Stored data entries
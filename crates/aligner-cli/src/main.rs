mod commands;
mod summary;

use anyhow::Result;
use clap::{Parser, Subcommand};
use tracing_subscriber::EnvFilter;

#[derive(Parser)]
#[command(name = "aligner", about = "Manual channel alignment for multi-channel image stacks")]
#[command(version)]
struct Cli {
    /// Enable verbose output
    #[arg(short, long, global = true)]
    verbose: bool,

    #[command(subcommand)]
    command: Commands,
}

#[derive(Subcommand)]
enum Commands {
    /// Show channel, format and metadata details of an input stack
    Info(commands::info::InfoArgs),
    /// Apply per-channel offsets and save the aligned stack
    Align(commands::align::AlignArgs),
    /// Render the overlay view to a PNG
    Preview(commands::preview::PreviewArgs),
    /// Print or save the default settings as TOML
    Config(commands::config::ConfigArgs),
}

fn main() -> Result<()> {
    let cli = Cli::parse();

    let filter = if cli.verbose {
        EnvFilter::new("debug")
    } else {
        EnvFilter::new("warn")
    };
    tracing_subscriber::fmt().with_env_filter(filter).init();

    match &cli.command {
        Commands::Info(args) => commands::info::run(args),
        Commands::Align(args) => commands::align::run(args),
        Commands::Preview(args) => commands::preview::run(args),
        Commands::Config(args) => commands::config::run(args),
    }
}
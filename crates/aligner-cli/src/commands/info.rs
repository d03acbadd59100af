use std::path::PathBuf;

use anyhow::{Context, Result};
use clap::Args;

use aligner_core::io::load_channels_from_paths;

use crate::summary::print_stack_summary;

#[derive(Args)]
pub struct InfoArgs {
    /// Input images
    #[arg(required = true)]
    pub inputs: Vec<PathBuf>,
}

pub fn run(args: &InfoArgs) -> Result<()> {
    let stack = load_channels_from_paths(&args.inputs).context("Failed to load input images")?;
    print_stack_summary(&stack);
    Ok(())
}
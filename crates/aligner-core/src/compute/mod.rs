pub mod cpu;
#[cfg(feature = "gpu")]
pub mod wgpu_backend;

use std::sync::Arc;

use serde::{Deserialize, Serialize};

use crate::channel::{Channel, Region, TransformState};
use crate::error::Result;
use crate::transform::{apply_transform, apply_transform_region, Resample};

pub use cpu::CpuBackend;

/// Which device the transform engine should try first.
#[derive(Clone, Copy, Debug, Default, PartialEq, Eq, Serialize, Deserialize)]
#[serde(rename_all = "lowercase")]
pub enum DevicePreference {
    /// Use the GPU when one can be initialized, else the CPU.
    #[default]
    Auto,
    Cpu,
    Gpu,
}

impl std::fmt::Display for DevicePreference {
    fn fmt(&self, f: &mut std::fmt::Formatter<'_>) -> std::fmt::Result {
        match self {
            Self::Auto => write!(f, "auto"),
            Self::Cpu => write!(f, "cpu"),
            Self::Gpu => write!(f, "gpu"),
        }
    }
}

/// A device able to warp a channel by a [`TransformState`].
pub trait TransformBackend: Send + Sync {
    fn name(&self) -> &str;

    fn is_gpu(&self) -> bool {
        false
    }

    /// Produce only the output pixels inside `region`.
    fn try_transform_region(
        &self,
        channel: &Channel,
        state: &TransformState,
        region: Region,
        resample: Resample,
    ) -> Result<Channel>;

    fn try_transform(
        &self,
        channel: &Channel,
        state: &TransformState,
        resample: Resample,
    ) -> Result<Channel> {
        let (w, h) = channel.size();
        self.try_transform_region(channel, state, Region::full(w, h), resample)
    }
}

/// Build the backend for `preference`, falling back to the CPU when no GPU is usable.
pub fn create_backend(preference: DevicePreference) -> Arc<dyn TransformBackend> {
    match preference {
        DevicePreference::Cpu => Arc::new(CpuBackend),
        DevicePreference::Auto | DevicePreference::Gpu => {
            probe_gpu().unwrap_or_else(|| Arc::new(CpuBackend))
        }
    }
}

#[cfg(feature = "gpu")]
fn probe_gpu() -> Option<Arc<dyn TransformBackend>> {
    match wgpu_backend::WgpuBackend::new() {
        Ok(backend) => Some(Arc::new(backend)),
        Err(e) => {
            tracing::info!("GPU unavailable, using CPU: {e}");
            None
        }
    }
}

#[cfg(not(feature = "gpu"))]
fn probe_gpu() -> Option<Arc<dyn TransformBackend>> {
    tracing::debug!("Built without GPU support");
    None
}

/// Transform on `backend`, silently redoing the work on the CPU if it fails.
pub fn transform_with_fallback(
    backend: &dyn TransformBackend,
    channel: &Channel,
    state: &TransformState,
    resample: Resample,
) -> Channel {
    if state.is_identity() {
        return channel.clone();
    }
    match backend.try_transform(channel, state, resample) {
        Ok(out) => out,
        Err(e) => {
            tracing::debug!(
                backend = backend.name(),
                "Accelerated transform failed, using CPU: {e}"
            );
            apply_transform(channel, state, resample)
        }
    }
}

/// Region variant of [`transform_with_fallback`]. Only an invalid region is an error.
pub fn transform_region_with_fallback(
    backend: &dyn TransformBackend,
    channel: &Channel,
    state: &TransformState,
    region: Region,
    resample: Resample,
) -> Result<Channel> {
    if state.is_identity() {
        return apply_transform_region(channel, state, region, resample);
    }
    match backend.try_transform_region(channel, state, region, resample) {
        Ok(out) => Ok(out),
        Err(e) => {
            tracing::debug!(
                backend = backend.name(),
                "Accelerated region transform failed, using CPU: {e}"
            );
            apply_transform_region(channel, state, region, resample)
        }
    }
}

What this task involves —
Each line above that includes "PathBuf" should be shown.

Output of the exercise —
use std::path::PathBuf;
    pub inputs: Vec<PathBuf>,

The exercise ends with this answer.